--- Material for this exercise ---
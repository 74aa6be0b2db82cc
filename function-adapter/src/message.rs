use hyper::body::Bytes;
use serde::de::DeserializeOwned;
use serde_json::Value;
use std::collections::HashMap;

use crate::codec::JsonCodec;
use crate::error::AdapterError;
use crate::AWS_CONTEXT;

/// Message headers. Keys are case-sensitive and kept exactly as received.
pub type Headers = HashMap<String, Value>;

/// The body of a [CanonicalMessage].
#[derive(Debug, Clone, PartialEq)]
pub enum Payload {
    /// Bytes that go on the wire as-is.
    Raw(Bytes),
    /// A value that still has to go through the codec.
    Structured(Value),
}

impl Payload {
    /// Returns the wire form of the payload.
    /// Raw bytes are passed through, structured values are serialized with `codec`.
    pub fn to_bytes(&self, codec: &dyn JsonCodec) -> Result<Bytes, AdapterError> {
        match self {
            Payload::Raw(bytes) => Ok(bytes.clone()),
            Payload::Structured(value) => codec.encode(value).map_err(|source| AdapterError::Encode {
                what: "message payload",
                source,
            }),
        }
    }
}

impl From<Bytes> for Payload {
    fn from(value: Bytes) -> Self {
        Self::Raw(value)
    }
}

impl From<Vec<u8>> for Payload {
    fn from(value: Vec<u8>) -> Self {
        Self::Raw(Bytes::from(value))
    }
}

impl From<&'static [u8]> for Payload {
    fn from(value: &'static [u8]) -> Self {
        Self::Raw(Bytes::from_static(value))
    }
}

impl From<Value> for Payload {
    fn from(value: Value) -> Self {
        Self::Structured(value)
    }
}

/// Transport-agnostic envelope of a payload and its headers.
///
/// There is no way to change a message once it is built. The `with_*` methods consume
/// the message and return a new one.
#[derive(Debug, Clone, PartialEq)]
pub struct CanonicalMessage {
    payload: Payload,
    headers: Headers,
}

impl CanonicalMessage {
    pub fn new(payload: impl Into<Payload>) -> Self {
        Self {
            payload: payload.into(),
            headers: Headers::new(),
        }
    }

    pub fn with_headers(payload: impl Into<Payload>, headers: Headers) -> Self {
        Self {
            payload: payload.into(),
            headers,
        }
    }

    pub fn with_header(mut self, name: impl Into<String>, value: impl Into<Value>) -> Self {
        self.headers.insert(name.into(), value.into());
        self
    }

    pub fn payload(&self) -> &Payload {
        &self.payload
    }

    pub fn headers(&self) -> &Headers {
        &self.headers
    }

    pub fn header(&self, name: &str) -> Option<&Value> {
        self.headers.get(name)
    }

    pub fn contains_header(&self, name: &str) -> bool {
        self.headers.contains_key(name)
    }

    /// True only if the header is present and holds boolean `true`.
    pub fn flag(&self, name: &str) -> bool {
        matches!(self.headers.get(name), Some(Value::Bool(true)))
    }

    /// Restores the invocation context attached by the request adapter, if any.
    pub fn context<C: DeserializeOwned>(&self) -> Result<Option<C>, serde_json::Error> {
        match self.headers.get(AWS_CONTEXT) {
            Some(v) => serde_json::from_value(v.clone()).map(Some),
            None => Ok(None),
        }
    }

    pub fn into_parts(self) -> (Payload, Headers) {
        (self.payload, self.headers)
    }
}

/// The string form of a header value: JSON strings without quotes, anything else as JSON text.
pub fn header_to_string(value: &Value) -> String {
    match value {
        Value::String(s) => s.clone(),
        v => v.to_string(),
    }
}
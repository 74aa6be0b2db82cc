use hyper::body::Bytes;
use serde_json::Value;

/// The JSON capability the adapters are given by their caller.
/// Keeps the adapters independent of how the bytes are produced or parsed.
pub trait JsonCodec: Send + Sync {
    fn decode(&self, bytes: &[u8]) -> Result<Value, serde_json::Error>;

    fn encode(&self, value: &Value) -> Result<Bytes, serde_json::Error>;
}

/// Compact `serde_json` encoding with no extra whitespace.
#[derive(Debug, Default, Clone, Copy)]
pub struct SerdeJsonCodec;

impl JsonCodec for SerdeJsonCodec {
    fn decode(&self, bytes: &[u8]) -> Result<Value, serde_json::Error> {
        serde_json::from_slice(bytes)
    }

    fn encode(&self, value: &Value) -> Result<Bytes, serde_json::Error> {
        serde_json::to_vec(value).map(Bytes::from)
    }
}

/// Renders a payload for the logs: as text if it's UTF-8 or as hex otherwise.
pub(crate) fn printable(payload: &[u8]) -> String {
    match std::str::from_utf8(payload) {
        Ok(v) => v.to_owned(),
        Err(_) => format!("(non-UTF-8, hex) {}", hex::encode(payload)),
    }
}

#[cfg(test)]
mod test {
    use super::*;
    use serde_json::json;

    #[test]
    fn encodes_without_whitespace() {
        let bytes = SerdeJsonCodec.encode(&json!({"a": [1, 2]})).unwrap();
        assert_eq!(bytes.as_ref(), br#"{"a":[1,2]}"#);
    }

    #[test]
    fn rejects_malformed_input() {
        assert!(SerdeJsonCodec.decode(b"{\"a\":").is_err());
    }

    #[test]
    fn printable_falls_back_to_hex() {
        assert_eq!(printable(b"abc"), "abc");
        assert_eq!(printable(&[0xff, 0x00]), "(non-UTF-8, hex) ff00");
    }
}
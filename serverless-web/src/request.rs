use base64::{engine::general_purpose::STANDARD, Engine as _};
use hyper::body::Bytes;
use hyper::header::{HeaderName, HeaderValue, IntoHeaderName, CONTENT_TYPE};
use hyper::{HeaderMap, Method};
use serde_json::Value;
use std::collections::HashMap;
use tracing::warn;

use crate::error::DispatchError;

/// An HTTP request that was never on the wire.
///
/// The body is already buffered. All mutators take `&mut self` while the dispatcher only
/// borrows the request, so nothing can change it once `service` has started.
#[derive(Debug, Clone)]
pub struct ProxyRequest {
    method: Method,
    path: String,
    parameters: HashMap<String, Vec<String>>,
    headers: HeaderMap,
    body: Bytes,
}

impl ProxyRequest {
    pub fn new(method: Method, path: impl Into<String>) -> Self {
        Self {
            method,
            path: path.into(),
            parameters: HashMap::new(),
            headers: HeaderMap::new(),
            body: Bytes::new(),
        }
    }

    pub fn method(&self) -> &Method {
        &self.method
    }

    pub fn path(&self) -> &str {
        &self.path
    }

    /// Non-empty path segments, so `/pets/` and `/pets` have the same segments.
    pub fn path_segments(&self) -> impl Iterator<Item = &str> {
        self.path.split('/').filter(|s| !s.is_empty())
    }

    /// Replaces all values of the query parameter.
    pub fn set_parameter(&mut self, name: impl Into<String>, value: impl Into<String>) {
        self.parameters.insert(name.into(), vec![value.into()]);
    }

    /// Adds one more value to the query parameter.
    pub fn add_parameter(&mut self, name: impl Into<String>, value: impl Into<String>) {
        self.parameters.entry(name.into()).or_default().push(value.into());
    }

    /// The first value of the query parameter.
    pub fn parameter(&self, name: &str) -> Option<&str> {
        self.parameters
            .get(name)
            .and_then(|values| values.first())
            .map(String::as_str)
    }

    pub fn parameter_values(&self, name: &str) -> &[String] {
        self.parameters.get(name).map(Vec::as_slice).unwrap_or(&[])
    }

    pub fn parameters(&self) -> &HashMap<String, Vec<String>> {
        &self.parameters
    }

    pub fn set_header<K: IntoHeaderName>(&mut self, name: K, value: HeaderValue) {
        self.headers.insert(name, value);
    }

    pub fn add_header<K: IntoHeaderName>(&mut self, name: K, value: HeaderValue) {
        self.headers.append(name, value);
    }

    /// The first value of the header if it is visible ASCII.
    pub fn header(&self, name: &str) -> Option<&str> {
        self.headers.get(name).and_then(|v| v.to_str().ok())
    }

    pub fn headers(&self) -> &HeaderMap {
        &self.headers
    }

    /// Sets the `Content-Type` header. Values that are not valid header values are dropped.
    pub fn set_content_type(&mut self, content_type: &str) {
        match HeaderValue::from_str(content_type) {
            Ok(v) => {
                self.headers.insert(CONTENT_TYPE, v);
            }
            Err(e) => warn!("Invalid content type {content_type:?}: {e}"),
        }
    }

    pub fn content_type(&self) -> Option<&str> {
        self.header(CONTENT_TYPE.as_str())
    }

    pub fn set_content(&mut self, body: impl Into<Bytes>) {
        self.body = body.into();
    }

    pub fn content(&self) -> &Bytes {
        &self.body
    }

    /// Builds a request from an API Gateway proxy event, REST API (v1) or HTTP API (v2).
    pub fn from_gateway_event(event: &Value) -> Result<Self, DispatchError> {
        // v1 has httpMethod at the top, v2 nests it in requestContext.http
        let method = event
            .get("httpMethod")
            .or_else(|| event.pointer("/requestContext/http/method"))
            .and_then(Value::as_str)
            .ok_or_else(|| DispatchError::bad_request("The event has no HTTP method"))?;
        let method = Method::from_bytes(method.as_bytes())
            .map_err(|_| DispatchError::bad_request(format!("Invalid HTTP method: {method}")))?;

        let path = event
            .get("path")
            .or_else(|| event.get("rawPath"))
            .or_else(|| event.pointer("/requestContext/http/path"))
            .and_then(Value::as_str)
            .unwrap_or("/");

        let mut request = Self::new(method, path);

        // multi-value parameters are a superset of the single-value ones in v1
        if let Some(Value::Object(params)) = event.get("multiValueQueryStringParameters") {
            for (name, values) in params {
                for value in values.as_array().into_iter().flatten().filter_map(Value::as_str) {
                    request.add_parameter(name.as_str(), value);
                }
            }
        } else if let Some(Value::Object(params)) = event.get("queryStringParameters") {
            for (name, value) in params {
                if let Some(value) = value.as_str() {
                    request.set_parameter(name.as_str(), value);
                }
            }
        }

        if let Some(Value::Object(headers)) = event.get("multiValueHeaders") {
            for (name, values) in headers {
                for value in values.as_array().into_iter().flatten().filter_map(Value::as_str) {
                    request.add_raw_header(name, value);
                }
            }
        } else if let Some(Value::Object(headers)) = event.get("headers") {
            for (name, value) in headers {
                if let Some(value) = value.as_str() {
                    request.add_raw_header(name, value);
                }
            }
        }

        if let Some(body) = event.get("body").and_then(Value::as_str) {
            let is_base64_encoded = event
                .get("isBase64Encoded")
                .and_then(Value::as_bool)
                .unwrap_or_default();

            if is_base64_encoded {
                let decoded = STANDARD
                    .decode(body)
                    .map_err(|e| DispatchError::bad_request(format!("Invalid base64 body: {e}")))?;
                request.set_content(decoded);
            } else {
                request.set_content(body.to_owned());
            }
        }

        Ok(request)
    }

    /// Gateway header names are arbitrary strings, so the ones HTTP would reject are skipped.
    fn add_raw_header(&mut self, name: &str, value: &str) {
        match (HeaderName::from_bytes(name.as_bytes()), HeaderValue::from_str(value)) {
            (Ok(name), Ok(value)) => {
                self.headers.append(name, value);
            }
            _ => warn!("Skipping invalid header {name}: {value:?}"),
        }
    }
}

--- What is being asked ---
Both end lines included, restate word for word the lines above from the line with "serde_json::to_vec(value).map(Bytes::from)" to the line with "use tracing::warn;", and nothing else.

--- Answer space ---
        serde_json::to_vec(value).map(Bytes::from)
    }
}

/// Renders a payload for the logs: as text if it's UTF-8 or as hex otherwise.
pub(crate) fn printable(payload: &[u8]) -> String {
    match std::str::from_utf8(payload) {
        Ok(v) => v.to_owned(),
        Err(_) => format!("(non-UTF-8, hex) {}", hex::encode(payload)),
    }
}

#[cfg(test)]
mod test {
    use super::*;
    use serde_json::json;

    #[test]
    fn encodes_without_whitespace() {
        let bytes = SerdeJsonCodec.encode(&json!({"a": [1, 2]})).unwrap();
        assert_eq!(bytes.as_ref(), br#"{"a":[1,2]}"#);
    }

    #[test]
    fn rejects_malformed_input() {
        assert!(SerdeJsonCodec.decode(b"{\"a\":").is_err());
    }

    #[test]
    fn printable_falls_back_to_hex() {
        assert_eq!(printable(b"abc"), "abc");
        assert_eq!(printable(&[0xff, 0x00]), "(non-UTF-8, hex) ff00");
    }
}
filename serverless-web/src/request.rs
use base64::{engine::general_purpose::STANDARD, Engine as _};
use hyper::body::Bytes;
use hyper::header::{HeaderName, HeaderValue, IntoHeaderName, CONTENT_TYPE};
use hyper::{HeaderMap, Method};
use serde_json::Value;
use std::collections::HashMap;
use tracing::warn;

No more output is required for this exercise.